一瞬、時間をおいて、前のめりに崩れるトニー・トンプソン。体力を使い果たしたトニー・トンプソンはダウンから立ち上がることができず、ウラディミール・クリチコが第二の故郷ドイツでKO防衛に成功しました。

ウラディミール・クリチコが手堅いボクシングでトニー・トンプソンを退けた試合でしたね。立ち上がりの1ラウンドを除き、ほぼフルマークでポイントを獲得し、終盤にKO勝ちを収めたウラディミール・クリチコ。試合内容は盤石と呼べるかもしれませんが、何か物足りなさを感じた管理人でした。

この試合に限らず、ウラディミール・クリチコの試合は「ボクシングファンを熱くさせる何か」が欠けているような気がします。勝負に徹するウラディミール・クリチコの姿勢はもちろん理解できますが、プロボクサー、そしてヘビー級の統一チャンピオンの試合内容としては、やはり物足りない気がします。

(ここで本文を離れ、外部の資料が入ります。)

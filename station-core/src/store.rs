// File:    store.rs
// Author:  apezoo
// Date:    2025-08-02
//
// Description: Directory-backed repository of sealed mission files.
//
// License:
// This project is licensed under the terms of the GNU AGPLv3 license.
// See the LICENSE.md file in the project root for full license information.

//! Mission persistence.
//!
//! Each mission is one file in the store directory. The file name is the
//! filename-safe sealed id plus `.txt`; the content is the standard-base64
//! sealed pad. Re-sealing draws a fresh nonce, so every rewrite writes a new
//! file under a new name and deletes the old one only after the new file has
//! been read back and decrypted. There is no temporary file: a crash between
//! the write and the delete leaves both files, and `list` then shows the
//! mission twice. Access is assumed to be exclusive to one process.

use std::collections::HashSet;
use std::fs;
use std::io::ErrorKind;
use std::path::{Path, PathBuf};

use log::{debug, info, warn};
use serde::{Deserialize, Serialize};

use crate::aead;
use crate::error::{MissionError, Result};
use crate::mission::{MissionRecord, PadSheet};
use crate::pad_generator::{self, PadLayout, DEFAULT_ID_LENGTH};

/// Upper bound on random id draws before `create` gives up.
const MAX_ID_DRAWS: usize = 10_000;
use crate::session::SessionContext;

/// Extension of mission files.
pub const MISSION_EXTENSION: &str = "txt";

/// Name of the store configuration file.
pub const CONFIG_FILE: &str = "station.json";

/// Settings persisted alongside the missions.
#[derive(Serialize, Deserialize, Debug, Clone, Copy, PartialEq, Eq)]
#[serde(default)]
pub struct StoreConfig {
    /// Shape of the pad generated for each new mission.
    pub pad: PadLayout,
    /// Length of newly generated mission ids.
    pub id_length: usize,
}

impl Default for StoreConfig {
    fn default() -> Self {
        Self {
            pad: PadLayout::default(),
            id_length: DEFAULT_ID_LENGTH,
        }
    }
}

impl StoreConfig {
    /// Loads the configuration from a store directory, falling back to the
    /// defaults when no config file exists.
    ///
    /// # Errors
    ///
    /// Returns an error if the file exists but cannot be read or parsed, or
    /// [`MissionError::InvalidConfig`] if it fails [`StoreConfig::validate`].
    pub fn load(dir: &Path) -> Result<Self> {
        let path = dir.join(CONFIG_FILE);
        if !path.exists() {
            return Ok(Self::default());
        }
        let text = fs::read_to_string(path)?;
        let config: Self = serde_json::from_str(&text)?;
        config.validate()?;
        Ok(config)
    }

    /// Checks that every dimension of the layout and the id length is at
    /// least one.
    ///
    /// # Errors
    ///
    /// Returns [`MissionError::InvalidConfig`] naming the first zero field.
    pub fn validate(&self) -> Result<()> {
        let fields = [
            ("pages", self.pad.pages),
            ("groups_per_page", self.pad.groups_per_page),
            ("group_length", self.pad.group_length),
            ("id_length", self.id_length),
        ];
        match fields.iter().find(|(_, value)| *value == 0) {
            Some((name, _)) => Err(MissionError::InvalidConfig(format!(
                "{name} must be at least 1"
            ))),
            None => Ok(()),
        }
    }

    /// Saves the configuration into a store directory.
    ///
    /// # Errors
    ///
    /// Returns an error if the configuration cannot be serialized or written.
    pub fn save(&self, dir: &Path) -> Result<()> {
        let text = serde_json::to_string_pretty(self)?;
        fs::write(dir.join(CONFIG_FILE), text)?;
        Ok(())
    }
}

/// Repository of mission files in a single directory.
#[derive(Debug, Clone)]
pub struct MissionStore {
    dir: PathBuf,
    config: StoreConfig,
}

impl MissionStore {
    /// Creates the store directory and writes `config` into it.
    ///
    /// Existing missions in the directory are left untouched.
    ///
    /// # Errors
    ///
    /// Returns [`MissionError::InvalidConfig`] for an unusable config, or an
    /// error if the directory or config file cannot be written.
    pub fn init(dir: impl Into<PathBuf>, config: StoreConfig) -> Result<Self> {
        config.validate()?;
        let dir = dir.into();
        fs::create_dir_all(&dir)?;
        config.save(&dir)?;
        info!("Initialized mission store at '{}'", dir.display());
        Ok(Self { dir, config })
    }

    /// Opens an existing store directory.
    ///
    /// # Errors
    ///
    /// Returns [`MissionError::PersistenceFailure`] if the directory does not
    /// exist, or a config error if its config file is unreadable.
    pub fn open(dir: impl Into<PathBuf>) -> Result<Self> {
        let dir = dir.into();
        if !dir.is_dir() {
            return Err(MissionError::PersistenceFailure(std::io::Error::new(
                ErrorKind::NotFound,
                format!("mission store '{}' does not exist", dir.display()),
            )));
        }
        let config = StoreConfig::load(&dir)?;
        Ok(Self { dir, config })
    }

    /// The store directory.
    #[must_use]
    pub fn dir(&self) -> &Path {
        &self.dir
    }

    /// The active configuration.
    #[must_use]
    pub const fn config(&self) -> &StoreConfig {
        &self.config
    }

    /// Path of the file backing `record`, if it has ever been sealed.
    #[must_use]
    pub fn path_for(&self, record: &MissionRecord) -> Option<PathBuf> {
        record.stored_id().map(|id| self.file_path(id))
    }

    fn file_path(&self, stored_id: &str) -> PathBuf {
        self.dir.join(format!("{stored_id}.{MISSION_EXTENSION}"))
    }

    /// Loads and decrypts every mission sealed under the session key.
    ///
    /// Records that do not open with this key are skipped with a warning.
    /// The result is sorted by mission id.
    ///
    /// # Errors
    ///
    /// Fails on an invalid key length (no record could ever open) or if the
    /// directory cannot be read.
    pub fn list(&self, session: &SessionContext) -> Result<Vec<MissionRecord>> {
        aead::check_key(session.key())?;

        let mut missions = Vec::new();
        for stored_id in self.stored_ids()? {
            let sealed = match fs::read_to_string(self.file_path(&stored_id)) {
                Ok(text) => text,
                Err(e) => {
                    warn!("Skipping unreadable mission file '{stored_id}': {e}");
                    continue;
                }
            };
            let mut record = MissionRecord::sealed(stored_id, sealed.trim());
            match record.decrypt(session) {
                Ok(()) => missions.push(record),
                Err(e) => warn!(
                    "Skipping mission file '{}': {e}",
                    record.stored_id().unwrap_or_default()
                ),
            }
        }

        missions.sort_by(|a, b| a.plain_id().cmp(&b.plain_id()));
        debug!("Loaded {} missions from '{}'", missions.len(), self.dir.display());
        Ok(missions)
    }

    /// Finds a decryptable mission by its plaintext id.
    ///
    /// # Errors
    ///
    /// Returns [`MissionError::MissionNotFound`] if no mission matches.
    pub fn get(&self, plain_id: &str, session: &SessionContext) -> Result<MissionRecord> {
        self.list(session)?
            .into_iter()
            .find(|m| m.plain_id() == Some(plain_id))
            .ok_or_else(|| MissionError::MissionNotFound(plain_id.to_string()))
    }

    /// Creates a mission with a fresh id and pad, persists it, and returns it
    /// in the decrypted state.
    ///
    /// # Errors
    ///
    /// [`MissionError::IdSpaceExhausted`] when no unused id of the configured
    /// length can be found, plus sealing and persistence errors.
    pub fn create(&self, session: &SessionContext) -> Result<MissionRecord> {
        let taken: HashSet<String> = self
            .list(session)?
            .iter()
            .filter_map(|m| m.plain_id().map(str::to_string))
            .collect();
        let plain_id = self.draw_free_id(&taken)?;

        let sheet = PadSheet::new(self.config.pad.generate());
        let record = self.persist(MissionRecord::new(plain_id, sheet), session)?;
        info!(
            "Created mission {} with {} pad rows",
            record.plain_id().unwrap_or_default(),
            self.config.pad.pages
        );
        Ok(record)
    }

    /// Replaces the pad rows of a decrypted record and persists the change.
    ///
    /// The record is sealed, written, and then rebuilt by decrypting what
    /// was read back from disk, so the in-memory view always reflects the
    /// stored file. The previous ciphertext is discarded. On error `record`
    /// is left unchanged.
    ///
    /// # Errors
    ///
    /// [`MissionError::NotDecrypted`] for an encrypted record, plus any
    /// sealing or persistence error.
    pub fn update_data(
        &self,
        record: &mut MissionRecord,
        sheet: PadSheet,
        session: &SessionContext,
    ) -> Result<()> {
        let mut next = record.clone();
        next.set_pad(sheet)?;
        *record = self.persist(next, session)?;
        debug!(
            "Updated mission {}",
            record.plain_id().unwrap_or_default()
        );
        Ok(())
    }

    /// Removes the front pad row of a decrypted record and persists the
    /// remainder. Returns the consumed row.
    ///
    /// # Errors
    ///
    /// [`MissionError::NotDecrypted`] for an encrypted record,
    /// [`MissionError::MissionNotFound`] if no rows are left, plus the errors
    /// of [`MissionStore::update_data`].
    pub fn consume_row(&self, record: &mut MissionRecord, session: &SessionContext) -> Result<String> {
        let sheet = record.pad().ok_or(MissionError::NotDecrypted)?;
        let row = sheet.first_row().map(str::to_string).ok_or_else(|| {
            MissionError::MissionNotFound(format!(
                "{} has no pad rows left",
                record.plain_id().unwrap_or_default()
            ))
        })?;
        let remaining = sheet.without_first_row();
        self.update_data(record, remaining, session)?;
        Ok(row)
    }

    /// Deletes the file backing `record`.
    ///
    /// Returns `false` if there was no such file.
    ///
    /// # Errors
    ///
    /// Returns [`MissionError::PersistenceFailure`] for any I/O error other
    /// than the file being absent.
    pub fn remove(&self, record: &MissionRecord) -> Result<bool> {
        let Some(path) = self.path_for(record) else {
            return Ok(false);
        };
        match fs::remove_file(&path) {
            Ok(()) => {
                info!(
                    "Removed mission {}",
                    record.plain_id().unwrap_or_default()
                );
                Ok(true)
            }
            Err(e) if e.kind() == ErrorKind::NotFound => {
                warn!("Mission file '{}' not found", path.display());
                Ok(false)
            }
            Err(e) => Err(e.into()),
        }
    }

    fn draw_free_id(&self, taken: &HashSet<String>) -> Result<String> {
        let length = self.config.id_length;
        let exhausted = || MissionError::IdSpaceExhausted {
            length,
            taken: taken.len(),
        };
        if pad_generator::mission_id_space(length).is_some_and(|space| taken.len() >= space) {
            return Err(exhausted());
        }
        for _ in 0..MAX_ID_DRAWS {
            let candidate = pad_generator::generate_mission_id(length);
            if !taken.contains(&candidate) {
                return Ok(candidate);
            }
            debug!("Mission id {candidate} already in use, drawing another");
        }
        Err(exhausted())
    }

    /// Seals `record`, writes it under its new file name, and returns it
    /// decrypted again from what is on disk. The previous file is removed
    /// only once the new one has been read back and decrypted.
    fn persist(&self, mut record: MissionRecord, session: &SessionContext) -> Result<MissionRecord> {
        let previous = self.path_for(&record);
        record.encrypt(session)?;

        let path = self.path_for(&record).ok_or(MissionError::NotDecrypted)?;
        let sealed = record.sealed_payload().ok_or(MissionError::NotDecrypted)?;
        fs::write(&path, sealed)?;

        let read_back = fs::read_to_string(&path)
            .map_err(MissionError::from)
            .and_then(|text| {
                record.reload_sealed(text.trim().to_string());
                record.decrypt(session)
            });
        if let Err(e) = read_back {
            warn!("Discarding unreadable mission file '{}': {e}", path.display());
            if previous.as_ref() != Some(&path) {
                if let Err(cleanup) = fs::remove_file(&path) {
                    warn!("Could not remove '{}': {cleanup}", path.display());
                }
            }
            return Err(e);
        }

        if let Some(previous) = previous.filter(|p| *p != path) {
            match fs::remove_file(&previous) {
                Ok(()) => {}
                Err(e) if e.kind() == ErrorKind::NotFound => {}
                Err(e) => return Err(e.into()),
            }
        }
        Ok(record)
    }

    fn stored_ids(&self) -> Result<Vec<String>> {
        let mut ids = Vec::new();
        for entry in fs::read_dir(&self.dir)? {
            let path = entry?.path();
            if !path.is_file()
                || path.extension().and_then(|e| e.to_str()) != Some(MISSION_EXTENSION)
            {
                continue;
            }
            if let Some(stem) = path.file_stem().and_then(|s| s.to_str()) {
                ids.push(stem.to_string());
            }
        }
        Ok(ids)
    }
}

「世界中のボクシングファンが何を求めているのか?」をはっきりさせるため、できるだけ早くWBC世界ヘビー級チャンピオン、サミュエル・ピーターとの統一戦が実現してほしいです。

ウラディミール・クリチコは、サミュエル・ピーターに唯一の黒星を付たボクサーで、サミュエル・ピーターにとってリベンジマッチとなるだけに、盛り上がることは間違いないと思います。

ヘビー級最強の呼び声が高いウラディミール・クリチコに勝てるのも、眠れる力を引き出すことができるのも、野性味溢れるサミュエル・ピーター以外にいないでしょう。今年中に実現してほしいなあ。

ウラディミール・クリチコ対トニー・トンプソンの試合結果

試合結果 ウラディミール・クリチコが11ラウンドKO勝ちで防衛に成功。